Heat Shock protein-90 (Hsp90) is an ubiquitous "chaperone" protein responsible for (re)folding of client proteins to prevent them from degradation. Hsp90 is expressed at high levels in brain and recent research suggests a role of Hsp90 in neurodegenerative diseases. Positron emission tomography (PET) is a molecular imaging technique that allows in vivo quantification of the body distribution of radioactive tracers. We recently developed PET tracers with high affinity for Hsp90 and identified [11C]YC as a PET tracer allowing in vivo visualization of Hsp90 in brain of mice, rats and a rhesus monkey. As we were able to block Hsp90 tracer binding in vivo we assume that a only small fraction of the large Hsp90 pool in brain adopts a high-affinity binding mode.

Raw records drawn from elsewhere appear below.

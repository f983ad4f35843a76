use rusqlite::Connection;

use crate::db::queries;
use crate::error::{AppError, OptionExt, Result, msg};
use crate::models::{Course, Lesson, User};

/// Load a lesson together with its course.
pub fn load_lesson(conn: &Connection, lesson_id: &str) -> Result<(Course, Lesson)> {
    let lesson = queries::get_lesson_by_id(conn, lesson_id)?.or_not_found(msg::LESSON_NOT_FOUND)?;
    let course =
        queries::get_course_by_id(conn, &lesson.course_id)?.or_not_found(msg::LESSON_NOT_FOUND)?;
    Ok((course, lesson))
}

/// Lesson content is visible to active enrollees and the course's staff.
/// Preview lessons of a published course are visible to everyone.
pub fn require_lesson_access(
    conn: &Connection,
    user: Option<&User>,
    course: &Course,
    lesson: &Lesson,
) -> Result<()> {
    if let Some(user) = user {
        if user.role.is_admin() || (user.role.is_staff() && course.instructor_id == user.id) {
            return Ok(());
        }
        if queries::has_active_enrollment(conn, &user.id, &course.id)? {
            return Ok(());
        }
    }
    if lesson.is_preview && course.is_available() {
        return Ok(());
    }
    match user {
        Some(_) => Err(AppError::Forbidden(msg::NOT_ENROLLED.into())),
        None => Err(AppError::Unauthorized),
    }
}
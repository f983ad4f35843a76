//! SQL for every table, grouped by area and re-exported flat so handlers
//! call `queries::get_course_by_id(...)` regardless of which file holds it.

mod audit;
mod catalog;
mod commerce;
mod learning;
mod messaging;
mod reports;
mod users;

pub use audit::*;
pub use catalog::*;
pub use commerce::*;
pub use learning::*;
pub use messaging::*;
pub use reports::*;
pub use users::*;

use chrono::Utc;
use rusqlite::{Connection, OptionalExtension, types::Value};

use crate::error::Result;

fn now() -> i64 {
    Utc::now().timestamp()
}

/// Builder for dynamic UPDATE statements with optional fields.
/// Combines multiple field updates into a single query for efficiency.
struct UpdateBuilder {
    table: &'static str,
    id: String,
    fields: Vec<(&'static str, Value)>,
    track_updated_at: bool,
    live_only: bool,
}

impl UpdateBuilder {
    fn new(table: &'static str, id: &str) -> Self {
        Self {
            table,
            id: id.to_string(),
            fields: Vec::new(),
            track_updated_at: false,
            live_only: false,
        }
    }

    fn with_updated_at(mut self) -> Self {
        self.track_updated_at = true;
        self
    }

    /// Skip soft-deleted rows (tables with a `deleted_at` column).
    fn live_only(mut self) -> Self {
        self.live_only = true;
        self
    }

    fn set(mut self, column: &'static str, value: impl Into<Value>) -> Self {
        self.fields.push((column, value.into()));
        self
    }

    fn set_opt<V: Into<Value>>(self, column: &'static str, value: Option<V>) -> Self {
        match value {
            Some(v) => self.set(column, v),
            None => self,
        }
    }

    /// Set a column to an explicit value (including NULL).
    /// Use this for Option<T> where Some(v) = set to v, None = set to NULL.
    fn set_nullable<V: Into<Value>>(mut self, column: &'static str, value: Option<V>) -> Self {
        match value {
            Some(v) => self.fields.push((column, v.into())),
            None => self.fields.push((column, Value::Null)),
        }
        self
    }

    fn into_sql(mut self) -> (String, Vec<Value>) {
        if self.track_updated_at {
            self.fields.push(("updated_at", now().into()));
        }
        let sets: Vec<String> = self
            .fields
            .iter()
            .map(|(col, _)| format!("{} = ?", col))
            .collect();
        let mut values: Vec<Value> = self.fields.into_iter().map(|(_, v)| v).collect();
        values.push(self.id.into());
        let live = if self.live_only {
            " AND deleted_at IS NULL"
        } else {
            ""
        };
        let sql = format!(
            "UPDATE {} SET {} WHERE id = ?{}",
            self.table,
            sets.join(", "),
            live
        );
        (sql, values)
    }

    fn execute(self, conn: &Connection) -> Result<bool> {
        if self.fields.is_empty() {
            return Ok(false);
        }
        let (sql, values) = self.into_sql();
        let affected = conn.execute(&sql, rusqlite::params_from_iter(values))?;
        Ok(affected > 0)
    }

    /// Execute the update and return the updated entity using RETURNING clause.
    /// Returns None if no rows matched (entity not found or no fields to update).
    fn execute_returning<T: super::from_row::FromRow>(
        self,
        conn: &Connection,
        returning_cols: &str,
    ) -> Result<Option<T>> {
        if self.fields.is_empty() {
            return Ok(None);
        }
        let (sql, values) = self.into_sql();
        let sql = format!("{} RETURNING {}", sql, returning_cols);
        conn.query_row(&sql, rusqlite::params_from_iter(values), T::from_row)
            .optional()
            .map_err(Into::into)
    }
}

/// Dynamic WHERE clause whose parameters are reused for COUNT and SELECT.
#[derive(Default)]
struct Filter {
    clauses: Vec<&'static str>,
    params: Vec<Value>,
}

impl Filter {
    fn push(&mut self, clause: &'static str, value: impl Into<Value>) {
        self.clauses.push(clause);
        self.params.push(value.into());
    }

    fn push_opt<V: Into<Value>>(&mut self, clause: &'static str, value: Option<V>) {
        if let Some(v) = value {
            self.push(clause, v);
        }
    }

    /// A clause without parameters.
    fn raw(&mut self, clause: &'static str) {
        self.clauses.push(clause);
    }

    fn where_sql(&self) -> String {
        if self.clauses.is_empty() {
            String::new()
        } else {
            format!("WHERE {}", self.clauses.join(" AND "))
        }
    }

    fn count(&self, conn: &Connection, from: &str) -> Result<i64> {
        let sql = format!("SELECT COUNT(*) FROM {} {}", from, self.where_sql());
        Ok(conn.query_row(
            &sql,
            rusqlite::params_from_iter(self.params.iter()),
            |row| row.get(0),
        )?)
    }

    fn select_page<T: super::from_row::FromRow>(
        &self,
        conn: &Connection,
        cols: &str,
        from: &str,
        order_by: &str,
        limit: i64,
        offset: i64,
    ) -> Result<Vec<T>> {
        let sql = format!(
            "SELECT {} FROM {} {} ORDER BY {} LIMIT ? OFFSET ?",
            cols,
            from,
            self.where_sql(),
            order_by
        );
        let mut values = self.params.clone();
        values.push(limit.into());
        values.push(offset.into());
        let mut stmt = conn.prepare(&sql)?;
        let rows = stmt
            .query_map(rusqlite::params_from_iter(values), T::from_row)?
            .collect::<std::result::Result<Vec<_>, _>>()?;
        Ok(rows)
    }

    fn paginate<T: super::from_row::FromRow>(
        &self,
        conn: &Connection,
        cols: &str,
        from: &str,
        order_by: &str,
        limit: i64,
        offset: i64,
    ) -> Result<(Vec<T>, i64)> {
        let total = self.count(conn, from)?;
        let items = self.select_page(conn, cols, from, order_by, limit, offset)?;
        Ok((items, total))
    }
}
use std::env;

/// Per-IP rate limits for public endpoints (requests per minute).
#[derive(Debug, Clone, Copy)]
pub struct RateLimitConfig {
    /// Sign-in and checkout endpoints
    pub strict_rpm: u32,
    /// Everything else that is public
    pub standard_rpm: u32,
}

impl Default for RateLimitConfig {
    fn default() -> Self {
        Self {
            strict_rpm: 10,
            standard_rpm: 60,
        }
    }
}

#[derive(Debug, Clone)]
pub struct StripeSettings {
    pub secret_key: String,
    pub webhook_secret: String,
    pub api_base: String,
}

#[derive(Debug, Clone)]
pub struct MercadoPagoSettings {
    pub access_token: String,
    pub webhook_secret: Option<String>,
    pub api_base: String,
}

#[derive(Debug, Clone)]
pub enum StorageSettings {
    Local {
        dir: String,
    },
    Azure {
        account: String,
        access_key: String,
        container: String,
        /// Override for Azurite or sovereign clouds
        endpoint: Option<String>,
    },
}

#[derive(Debug, Clone)]
pub struct Config {
    pub host: String,
    pub port: u16,
    pub database_path: String,
    pub audit_database_path: String,
    pub base_url: String,
    pub dev_mode: bool,
    pub session_secret: String,
    pub session_ttl_hours: u64,
    pub bootstrap_admin_email: Option<String>,
    pub audit_log_enabled: bool,
    /// 0 = keep forever
    pub audit_log_retention_days: i64,
    pub default_currency: String,
    pub stripe: Option<StripeSettings>,
    pub mercadopago: Option<MercadoPagoSettings>,
    pub resend_api_key: Option<String>,
    pub email_from: String,
    pub storage: StorageSettings,
    pub newsletter_batch_size: usize,
    pub newsletter_batch_delay_ms: u64,
    pub rate_limit: RateLimitConfig,
    pub cors_origins: Vec<String>,
}

/// HS256 keys shorter than 96 bits are refused by the token signer.
pub const MIN_SESSION_SECRET_BYTES: usize = 12;

/// Check a session secret before any token is signed with it.
pub fn validate_session_secret(secret: &str) -> Result<(), String> {
    if secret.len() < MIN_SESSION_SECRET_BYTES {
        return Err(format!(
            "SESSION_SECRET must be at least {} bytes, got {}",
            MIN_SESSION_SECRET_BYTES,
            secret.len()
        ));
    }
    Ok(())
}

fn env_parse<T: std::str::FromStr>(key: &str, default: T) -> T {
    env::var(key)
        .ok()
        .and_then(|v| v.parse().ok())
        .unwrap_or(default)
}

fn env_opt(key: &str) -> Option<String> {
    env::var(key).ok().filter(|v| !v.trim().is_empty())
}

impl Config {
    pub fn from_env() -> Self {
        dotenvy::dotenv().ok();

        let dev_mode = env::var("COURSEHUB_ENV")
            .map(|v| v == "dev" || v == "development")
            .unwrap_or(false);

        let host = env::var("HOST").unwrap_or_else(|_| "127.0.0.1".to_string());
        let port: u16 = env_parse("PORT", 3000);

        let base_url = env::var("BASE_URL")
            .unwrap_or_else(|_| format!("http://{}:{}", host, port));

        let session_secret = match env_opt("SESSION_SECRET") {
            Some(secret) => secret,
            None if dev_mode => {
                tracing::warn!("SESSION_SECRET not set, using an insecure development secret");
                "coursehub-dev-session-secret".to_string()
            }
            None => panic!("SESSION_SECRET must be set outside of dev mode"),
        };
        if let Err(e) = validate_session_secret(&session_secret) {
            panic!("{}", e);
        }

        let stripe = env_opt("STRIPE_SECRET_KEY").map(|secret_key| StripeSettings {
            secret_key,
            webhook_secret: env::var("STRIPE_WEBHOOK_SECRET").unwrap_or_default(),
            api_base: env::var("STRIPE_API_BASE")
                .unwrap_or_else(|_| "https://api.stripe.com".to_string()),
        });

        let mercadopago = env_opt("MERCADOPAGO_ACCESS_TOKEN").map(|access_token| {
            MercadoPagoSettings {
                access_token,
                webhook_secret: env_opt("MERCADOPAGO_WEBHOOK_SECRET"),
                api_base: env::var("MERCADOPAGO_API_BASE")
                    .unwrap_or_else(|_| "https://api.mercadopago.com".to_string()),
            }
        });

        let storage = match env::var("STORAGE_BACKEND").as_deref() {
            Ok("azure") => StorageSettings::Azure {
                account: env::var("AZURE_STORAGE_ACCOUNT")
                    .expect("AZURE_STORAGE_ACCOUNT must be set when STORAGE_BACKEND=azure"),
                access_key: env::var("AZURE_STORAGE_KEY")
                    .expect("AZURE_STORAGE_KEY must be set when STORAGE_BACKEND=azure"),
                container: env::var("AZURE_STORAGE_CONTAINER")
                    .unwrap_or_else(|_| "coursehub".to_string()),
                endpoint: env_opt("AZURE_STORAGE_ENDPOINT"),
            },
            _ => StorageSettings::Local {
                dir: env::var("STORAGE_LOCAL_DIR").unwrap_or_else(|_| "media".to_string()),
            },
        };

        let cors_origins = env::var("CORS_ORIGINS")
            .map(|v| {
                v.split(',')
                    .map(|s| s.trim().to_string())
                    .filter(|s| !s.is_empty())
                    .collect()
            })
            .unwrap_or_default();

        Self {
            host,
            port,
            database_path: env::var("DATABASE_PATH")
                .unwrap_or_else(|_| "coursehub.db".to_string()),
            audit_database_path: env::var("AUDIT_DATABASE_PATH")
                .unwrap_or_else(|_| "coursehub_audit.db".to_string()),
            base_url,
            dev_mode,
            session_secret,
            session_ttl_hours: env_parse("SESSION_TTL_HOURS", 24 * 7),
            bootstrap_admin_email: env_opt("BOOTSTRAP_ADMIN_EMAIL"),
            audit_log_enabled: env_parse("AUDIT_LOG_ENABLED", true),
            audit_log_retention_days: env_parse("AUDIT_LOG_RETENTION_DAYS", 0),
            default_currency: env::var("DEFAULT_CURRENCY")
                .map(|c| c.to_lowercase())
                .unwrap_or_else(|_| "usd".to_string()),
            stripe,
            mercadopago,
            resend_api_key: env_opt("RESEND_API_KEY"),
            email_from: env::var("EMAIL_FROM")
                .unwrap_or_else(|_| "CourseHub <no-reply@coursehub.local>".to_string()),
            storage,
            newsletter_batch_size: env_parse("NEWSLETTER_BATCH_SIZE", 50usize).max(1),
            newsletter_batch_delay_ms: env_parse("NEWSLETTER_BATCH_DELAY_MS", 1000),
            rate_limit: RateLimitConfig {
                strict_rpm: env_parse("RATE_LIMIT_STRICT_RPM", 10u32).max(1),
                standard_rpm: env_parse("RATE_LIMIT_STANDARD_RPM", 60u32).max(1),
            },
            cors_origins,
        }
    }

    pub fn addr(&self) -> String {
        format!("{}:{}", self.host, self.port)
    }
}

#[cfg(test)]
mod tests {
    use super::*;

    #[test]
    fn test_short_session_secret_is_rejected() {
        assert!(validate_session_secret("secret-one").is_err());
        assert!(validate_session_secret("").is_err());
        assert!(validate_session_secret("twelve-bytes").is_ok());
        assert!(validate_session_secret("coursehub-dev-session-secret").is_ok());
    }
}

In this project we aim to 
1. expand our library of PET tracers for in vivo visualization of Hsp90
2. identify the molecular form of Hsp90 adopting the high-affinity binding mode using advanced protein identification methodology and localize the tracer binding site(s) with sub-cellular resolution
3. use quantitative autoradiography to determine the contribution of the different Hsp90 isoforms to the global Hsp90 high-affinity binding
4. develop and validate a protocol for quantitative preclinical Hsp90 PET
5. translate the selected Hsp90 PET tracer to the clinic in order to quantify regional Hsp90 expression in brain of Alzheimer's and Parkinson's patients in comparison with healthy age-matched controls.